-- TASK TO COMPLETE --
Return, exactly and in full, the lines of the records below starting at the one with "Some(values.iter().sum::<f64>() / values.len()" and ending at the one with "sorted.sort_by(|a, b| a.total_cmp(b));", and no other lines.

-- RECORDS SUPPLIED --
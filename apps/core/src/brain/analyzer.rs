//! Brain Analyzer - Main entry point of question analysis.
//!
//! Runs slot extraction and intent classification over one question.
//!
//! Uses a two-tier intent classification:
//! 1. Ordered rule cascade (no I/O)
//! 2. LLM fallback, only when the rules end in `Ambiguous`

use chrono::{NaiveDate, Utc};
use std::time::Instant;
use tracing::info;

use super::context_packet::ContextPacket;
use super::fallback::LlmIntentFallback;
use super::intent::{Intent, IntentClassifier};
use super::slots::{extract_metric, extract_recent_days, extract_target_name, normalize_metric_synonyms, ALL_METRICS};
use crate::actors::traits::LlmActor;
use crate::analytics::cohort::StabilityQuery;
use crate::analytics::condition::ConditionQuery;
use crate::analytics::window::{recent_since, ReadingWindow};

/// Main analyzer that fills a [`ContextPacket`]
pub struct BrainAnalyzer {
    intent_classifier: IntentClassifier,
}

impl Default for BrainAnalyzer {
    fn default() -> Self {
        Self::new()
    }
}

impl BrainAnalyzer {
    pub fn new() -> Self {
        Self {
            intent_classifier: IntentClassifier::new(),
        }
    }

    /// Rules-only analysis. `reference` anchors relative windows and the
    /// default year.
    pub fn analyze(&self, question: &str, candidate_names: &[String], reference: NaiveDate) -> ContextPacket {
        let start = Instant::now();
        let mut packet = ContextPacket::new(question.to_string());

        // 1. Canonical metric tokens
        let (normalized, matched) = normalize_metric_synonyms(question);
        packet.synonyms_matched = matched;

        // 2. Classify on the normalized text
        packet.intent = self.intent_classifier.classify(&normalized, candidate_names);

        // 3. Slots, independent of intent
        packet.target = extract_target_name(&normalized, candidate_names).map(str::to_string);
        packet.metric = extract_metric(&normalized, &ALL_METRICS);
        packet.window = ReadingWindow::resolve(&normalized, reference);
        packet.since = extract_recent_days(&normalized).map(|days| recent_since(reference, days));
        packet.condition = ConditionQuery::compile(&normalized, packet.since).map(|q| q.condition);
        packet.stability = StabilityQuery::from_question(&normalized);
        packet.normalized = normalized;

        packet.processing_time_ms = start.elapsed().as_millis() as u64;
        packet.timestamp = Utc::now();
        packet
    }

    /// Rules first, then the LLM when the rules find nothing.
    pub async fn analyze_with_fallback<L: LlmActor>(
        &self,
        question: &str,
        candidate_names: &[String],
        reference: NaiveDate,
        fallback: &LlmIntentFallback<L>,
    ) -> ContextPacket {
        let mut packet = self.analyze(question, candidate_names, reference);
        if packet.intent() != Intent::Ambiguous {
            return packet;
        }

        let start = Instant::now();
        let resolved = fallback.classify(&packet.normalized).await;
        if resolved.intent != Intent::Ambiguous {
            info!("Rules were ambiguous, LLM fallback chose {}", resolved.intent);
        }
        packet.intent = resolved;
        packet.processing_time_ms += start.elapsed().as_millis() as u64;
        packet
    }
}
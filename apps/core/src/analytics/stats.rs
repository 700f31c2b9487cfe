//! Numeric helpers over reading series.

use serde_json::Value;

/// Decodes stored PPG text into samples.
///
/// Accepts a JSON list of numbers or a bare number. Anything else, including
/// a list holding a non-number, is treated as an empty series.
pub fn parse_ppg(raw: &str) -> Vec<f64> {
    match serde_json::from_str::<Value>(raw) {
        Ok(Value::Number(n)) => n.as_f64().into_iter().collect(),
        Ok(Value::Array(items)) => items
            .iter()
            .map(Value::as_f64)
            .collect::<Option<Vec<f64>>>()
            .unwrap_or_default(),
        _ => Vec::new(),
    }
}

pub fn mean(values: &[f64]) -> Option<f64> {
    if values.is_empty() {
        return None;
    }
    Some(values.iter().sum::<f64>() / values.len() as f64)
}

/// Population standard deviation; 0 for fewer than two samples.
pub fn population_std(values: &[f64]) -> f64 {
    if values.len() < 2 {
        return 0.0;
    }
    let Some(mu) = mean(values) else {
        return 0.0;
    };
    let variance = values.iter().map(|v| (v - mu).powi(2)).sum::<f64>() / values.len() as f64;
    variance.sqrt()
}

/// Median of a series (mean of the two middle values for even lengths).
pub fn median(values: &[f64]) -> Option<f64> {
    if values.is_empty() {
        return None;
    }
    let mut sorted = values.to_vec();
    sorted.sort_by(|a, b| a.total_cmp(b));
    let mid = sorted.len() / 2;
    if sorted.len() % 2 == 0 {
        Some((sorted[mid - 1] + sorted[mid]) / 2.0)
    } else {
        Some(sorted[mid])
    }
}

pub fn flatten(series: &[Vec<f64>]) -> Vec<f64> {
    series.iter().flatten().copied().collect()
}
==
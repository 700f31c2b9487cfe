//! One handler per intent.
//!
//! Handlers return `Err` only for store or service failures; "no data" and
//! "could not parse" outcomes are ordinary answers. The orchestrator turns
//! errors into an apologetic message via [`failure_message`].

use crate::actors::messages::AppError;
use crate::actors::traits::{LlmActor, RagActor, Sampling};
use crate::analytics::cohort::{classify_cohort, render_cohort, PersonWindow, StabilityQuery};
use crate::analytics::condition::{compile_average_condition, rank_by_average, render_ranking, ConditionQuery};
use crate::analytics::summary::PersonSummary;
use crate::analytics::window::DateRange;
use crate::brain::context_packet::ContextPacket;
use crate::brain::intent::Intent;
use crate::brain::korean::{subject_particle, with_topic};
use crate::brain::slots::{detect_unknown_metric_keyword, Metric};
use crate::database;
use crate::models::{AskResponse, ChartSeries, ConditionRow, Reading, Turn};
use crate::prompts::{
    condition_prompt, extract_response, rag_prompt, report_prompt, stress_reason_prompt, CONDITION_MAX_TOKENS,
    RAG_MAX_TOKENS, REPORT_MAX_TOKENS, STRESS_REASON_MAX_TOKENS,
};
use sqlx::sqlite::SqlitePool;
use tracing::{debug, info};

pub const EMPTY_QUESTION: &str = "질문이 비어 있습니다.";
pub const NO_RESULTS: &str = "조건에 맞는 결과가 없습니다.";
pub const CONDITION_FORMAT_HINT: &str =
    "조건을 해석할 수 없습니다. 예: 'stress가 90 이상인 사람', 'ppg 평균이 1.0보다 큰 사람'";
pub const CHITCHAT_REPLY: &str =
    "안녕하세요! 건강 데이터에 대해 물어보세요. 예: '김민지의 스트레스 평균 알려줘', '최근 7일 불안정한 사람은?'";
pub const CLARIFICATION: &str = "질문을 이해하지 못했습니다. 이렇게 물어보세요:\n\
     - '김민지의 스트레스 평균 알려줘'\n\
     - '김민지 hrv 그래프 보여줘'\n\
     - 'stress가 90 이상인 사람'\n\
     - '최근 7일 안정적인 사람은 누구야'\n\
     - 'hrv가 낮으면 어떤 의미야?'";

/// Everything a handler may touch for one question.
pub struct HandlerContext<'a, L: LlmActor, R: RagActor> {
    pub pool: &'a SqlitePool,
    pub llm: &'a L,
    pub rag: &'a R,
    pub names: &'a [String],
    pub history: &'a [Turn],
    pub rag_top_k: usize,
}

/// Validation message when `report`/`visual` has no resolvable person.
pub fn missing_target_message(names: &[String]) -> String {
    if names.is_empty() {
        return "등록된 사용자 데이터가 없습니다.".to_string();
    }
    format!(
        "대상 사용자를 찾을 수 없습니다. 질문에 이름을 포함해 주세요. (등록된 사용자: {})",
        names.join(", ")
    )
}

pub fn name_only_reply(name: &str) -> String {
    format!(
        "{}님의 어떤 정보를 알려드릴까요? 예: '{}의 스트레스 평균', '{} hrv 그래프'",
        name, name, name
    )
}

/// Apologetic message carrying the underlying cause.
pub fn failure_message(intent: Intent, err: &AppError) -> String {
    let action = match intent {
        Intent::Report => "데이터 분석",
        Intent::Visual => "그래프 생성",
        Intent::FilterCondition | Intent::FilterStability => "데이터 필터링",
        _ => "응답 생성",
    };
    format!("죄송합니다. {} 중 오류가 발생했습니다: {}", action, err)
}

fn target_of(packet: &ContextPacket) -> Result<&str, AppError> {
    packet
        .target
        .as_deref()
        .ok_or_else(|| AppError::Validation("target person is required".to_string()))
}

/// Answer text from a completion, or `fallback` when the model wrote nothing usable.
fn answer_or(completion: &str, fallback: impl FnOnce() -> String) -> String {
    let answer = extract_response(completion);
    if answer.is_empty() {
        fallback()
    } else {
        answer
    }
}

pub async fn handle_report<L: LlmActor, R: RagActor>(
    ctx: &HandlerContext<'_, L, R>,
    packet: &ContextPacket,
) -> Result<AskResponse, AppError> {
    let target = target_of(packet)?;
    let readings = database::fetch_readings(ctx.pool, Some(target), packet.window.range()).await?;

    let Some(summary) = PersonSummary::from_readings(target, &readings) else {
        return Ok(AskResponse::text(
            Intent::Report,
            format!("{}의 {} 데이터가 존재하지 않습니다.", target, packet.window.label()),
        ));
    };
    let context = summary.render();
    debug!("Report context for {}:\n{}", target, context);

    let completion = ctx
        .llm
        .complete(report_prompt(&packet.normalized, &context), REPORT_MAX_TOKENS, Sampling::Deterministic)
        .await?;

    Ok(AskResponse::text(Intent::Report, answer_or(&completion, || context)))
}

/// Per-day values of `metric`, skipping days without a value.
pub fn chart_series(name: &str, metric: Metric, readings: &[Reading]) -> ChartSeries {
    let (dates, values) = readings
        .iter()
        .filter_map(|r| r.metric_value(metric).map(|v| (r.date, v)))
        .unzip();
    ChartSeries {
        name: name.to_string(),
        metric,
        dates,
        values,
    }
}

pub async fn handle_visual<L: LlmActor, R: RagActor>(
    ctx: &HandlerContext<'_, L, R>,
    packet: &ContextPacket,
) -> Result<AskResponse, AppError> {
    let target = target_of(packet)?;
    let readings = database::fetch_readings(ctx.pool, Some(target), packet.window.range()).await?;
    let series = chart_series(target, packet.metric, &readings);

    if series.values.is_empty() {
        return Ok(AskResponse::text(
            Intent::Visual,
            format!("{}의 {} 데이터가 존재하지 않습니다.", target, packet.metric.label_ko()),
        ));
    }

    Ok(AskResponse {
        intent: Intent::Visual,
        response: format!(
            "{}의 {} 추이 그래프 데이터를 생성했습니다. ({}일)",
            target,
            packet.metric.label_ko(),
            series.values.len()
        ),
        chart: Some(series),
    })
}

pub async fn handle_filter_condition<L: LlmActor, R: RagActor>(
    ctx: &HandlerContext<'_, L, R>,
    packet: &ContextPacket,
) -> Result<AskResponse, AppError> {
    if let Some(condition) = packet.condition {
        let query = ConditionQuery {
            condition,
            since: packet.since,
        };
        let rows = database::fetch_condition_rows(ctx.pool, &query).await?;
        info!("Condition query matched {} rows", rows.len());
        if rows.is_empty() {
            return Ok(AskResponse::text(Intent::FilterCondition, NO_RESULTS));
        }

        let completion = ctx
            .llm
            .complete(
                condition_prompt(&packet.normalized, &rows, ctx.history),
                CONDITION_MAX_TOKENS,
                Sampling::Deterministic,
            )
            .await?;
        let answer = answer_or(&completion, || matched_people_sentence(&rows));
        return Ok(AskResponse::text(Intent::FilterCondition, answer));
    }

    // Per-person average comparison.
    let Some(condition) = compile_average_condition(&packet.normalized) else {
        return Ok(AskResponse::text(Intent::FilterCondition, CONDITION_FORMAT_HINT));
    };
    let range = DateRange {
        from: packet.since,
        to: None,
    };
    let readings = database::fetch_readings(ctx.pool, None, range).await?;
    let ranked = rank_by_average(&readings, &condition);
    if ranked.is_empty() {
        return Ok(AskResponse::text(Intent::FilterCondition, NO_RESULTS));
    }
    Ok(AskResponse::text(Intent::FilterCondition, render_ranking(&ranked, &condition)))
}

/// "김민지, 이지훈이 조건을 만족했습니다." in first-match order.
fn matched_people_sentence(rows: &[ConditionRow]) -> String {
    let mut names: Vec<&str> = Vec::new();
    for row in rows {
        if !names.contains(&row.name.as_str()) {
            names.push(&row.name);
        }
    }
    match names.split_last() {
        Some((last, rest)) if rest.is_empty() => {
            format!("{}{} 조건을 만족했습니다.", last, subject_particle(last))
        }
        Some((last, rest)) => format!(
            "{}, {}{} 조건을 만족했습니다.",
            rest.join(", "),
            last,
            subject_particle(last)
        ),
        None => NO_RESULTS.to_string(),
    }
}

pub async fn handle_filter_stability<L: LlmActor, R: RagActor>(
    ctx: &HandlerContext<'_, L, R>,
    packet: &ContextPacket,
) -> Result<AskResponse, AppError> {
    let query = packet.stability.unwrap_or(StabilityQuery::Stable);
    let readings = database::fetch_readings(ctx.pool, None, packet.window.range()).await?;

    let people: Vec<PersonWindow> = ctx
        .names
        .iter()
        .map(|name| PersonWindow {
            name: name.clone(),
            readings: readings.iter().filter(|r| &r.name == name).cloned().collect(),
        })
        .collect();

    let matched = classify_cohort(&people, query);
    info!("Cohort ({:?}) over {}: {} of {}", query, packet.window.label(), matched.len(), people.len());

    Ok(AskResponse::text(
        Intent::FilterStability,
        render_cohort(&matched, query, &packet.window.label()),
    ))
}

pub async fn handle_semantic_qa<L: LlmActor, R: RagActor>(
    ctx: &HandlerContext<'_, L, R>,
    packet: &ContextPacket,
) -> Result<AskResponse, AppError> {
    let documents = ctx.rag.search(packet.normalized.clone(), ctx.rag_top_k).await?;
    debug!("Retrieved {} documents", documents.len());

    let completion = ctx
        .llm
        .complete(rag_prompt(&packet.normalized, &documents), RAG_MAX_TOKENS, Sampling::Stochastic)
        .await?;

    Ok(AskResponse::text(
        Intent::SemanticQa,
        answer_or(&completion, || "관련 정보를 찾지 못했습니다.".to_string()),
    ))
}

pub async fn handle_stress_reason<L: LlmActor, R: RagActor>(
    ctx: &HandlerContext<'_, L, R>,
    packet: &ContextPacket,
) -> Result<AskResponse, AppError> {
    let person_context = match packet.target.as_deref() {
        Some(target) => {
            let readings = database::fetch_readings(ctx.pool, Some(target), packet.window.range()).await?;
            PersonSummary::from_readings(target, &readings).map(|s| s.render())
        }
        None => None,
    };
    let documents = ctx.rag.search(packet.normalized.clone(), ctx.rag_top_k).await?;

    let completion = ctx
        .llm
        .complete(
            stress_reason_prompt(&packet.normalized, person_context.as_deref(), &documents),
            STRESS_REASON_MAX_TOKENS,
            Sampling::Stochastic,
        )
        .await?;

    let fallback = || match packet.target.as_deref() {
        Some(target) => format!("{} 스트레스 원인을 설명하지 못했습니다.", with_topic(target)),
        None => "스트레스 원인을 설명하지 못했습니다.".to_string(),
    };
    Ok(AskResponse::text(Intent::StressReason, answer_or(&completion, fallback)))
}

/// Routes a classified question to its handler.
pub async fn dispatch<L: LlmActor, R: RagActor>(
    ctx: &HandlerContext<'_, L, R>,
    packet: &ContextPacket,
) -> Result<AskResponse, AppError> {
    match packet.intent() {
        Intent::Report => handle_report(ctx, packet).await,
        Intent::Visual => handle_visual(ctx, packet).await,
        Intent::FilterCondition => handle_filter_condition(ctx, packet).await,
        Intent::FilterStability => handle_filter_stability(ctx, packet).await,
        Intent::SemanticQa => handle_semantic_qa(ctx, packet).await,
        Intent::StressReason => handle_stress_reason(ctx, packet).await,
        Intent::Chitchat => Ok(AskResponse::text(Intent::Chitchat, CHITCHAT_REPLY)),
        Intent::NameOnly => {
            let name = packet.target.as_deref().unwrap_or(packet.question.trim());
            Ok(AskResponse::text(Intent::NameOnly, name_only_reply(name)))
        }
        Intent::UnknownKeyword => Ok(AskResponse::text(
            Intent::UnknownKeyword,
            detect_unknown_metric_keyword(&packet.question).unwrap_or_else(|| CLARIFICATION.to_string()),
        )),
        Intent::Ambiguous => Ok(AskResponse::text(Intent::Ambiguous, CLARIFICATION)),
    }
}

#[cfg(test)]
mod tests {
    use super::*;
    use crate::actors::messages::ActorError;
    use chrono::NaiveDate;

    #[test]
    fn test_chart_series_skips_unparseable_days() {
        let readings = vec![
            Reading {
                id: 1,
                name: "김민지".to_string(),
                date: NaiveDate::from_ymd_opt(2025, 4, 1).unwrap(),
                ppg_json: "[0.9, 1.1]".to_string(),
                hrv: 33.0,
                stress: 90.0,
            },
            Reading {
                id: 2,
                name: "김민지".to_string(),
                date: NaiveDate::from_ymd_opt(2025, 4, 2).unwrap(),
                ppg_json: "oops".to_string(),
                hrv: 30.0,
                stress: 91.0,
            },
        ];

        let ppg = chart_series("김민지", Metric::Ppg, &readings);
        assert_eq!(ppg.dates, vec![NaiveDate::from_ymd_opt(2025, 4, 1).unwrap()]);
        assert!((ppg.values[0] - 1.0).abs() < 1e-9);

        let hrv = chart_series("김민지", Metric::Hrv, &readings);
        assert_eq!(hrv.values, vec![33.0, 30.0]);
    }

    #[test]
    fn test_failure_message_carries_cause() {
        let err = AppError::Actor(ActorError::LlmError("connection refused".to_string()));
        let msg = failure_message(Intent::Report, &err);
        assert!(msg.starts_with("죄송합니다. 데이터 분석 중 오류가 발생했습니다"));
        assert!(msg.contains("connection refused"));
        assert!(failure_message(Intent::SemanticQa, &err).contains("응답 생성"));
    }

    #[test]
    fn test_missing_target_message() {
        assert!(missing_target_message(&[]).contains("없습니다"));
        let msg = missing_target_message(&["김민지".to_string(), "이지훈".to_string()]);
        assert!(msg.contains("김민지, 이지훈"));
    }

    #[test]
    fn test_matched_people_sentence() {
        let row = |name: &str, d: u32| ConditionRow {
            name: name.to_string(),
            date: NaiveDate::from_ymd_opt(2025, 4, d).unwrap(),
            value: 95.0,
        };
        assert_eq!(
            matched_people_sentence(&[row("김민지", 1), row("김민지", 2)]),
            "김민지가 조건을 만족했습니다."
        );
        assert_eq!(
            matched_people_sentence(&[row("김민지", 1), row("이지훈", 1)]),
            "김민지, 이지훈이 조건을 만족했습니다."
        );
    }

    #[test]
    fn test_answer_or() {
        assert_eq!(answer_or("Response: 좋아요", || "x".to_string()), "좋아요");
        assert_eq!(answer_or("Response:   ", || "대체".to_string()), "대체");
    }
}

-- WRITTEN SOLUTION --
    Some(values.iter().sum::<f64>() / values.len() as f64)
}

/// Population standard deviation; 0 for fewer than two samples.
pub fn population_std(values: &[f64]) -> f64 {
    if values.len() < 2 {
        return 0.0;
    }
    let Some(mu) = mean(values) else {
        return 0.0;
    };
    let variance = values.iter().map(|v| (v - mu).powi(2)).sum::<f64>() / values.len() as f64;
    variance.sqrt()
}

/// Median of a series (mean of the two middle values for even lengths).
pub fn median(values: &[f64]) -> Option<f64> {
    if values.is_empty() {
        return None;
    }
    let mut sorted = values.to_vec();
    sorted.sort_by(|a, b| a.total_cmp(b));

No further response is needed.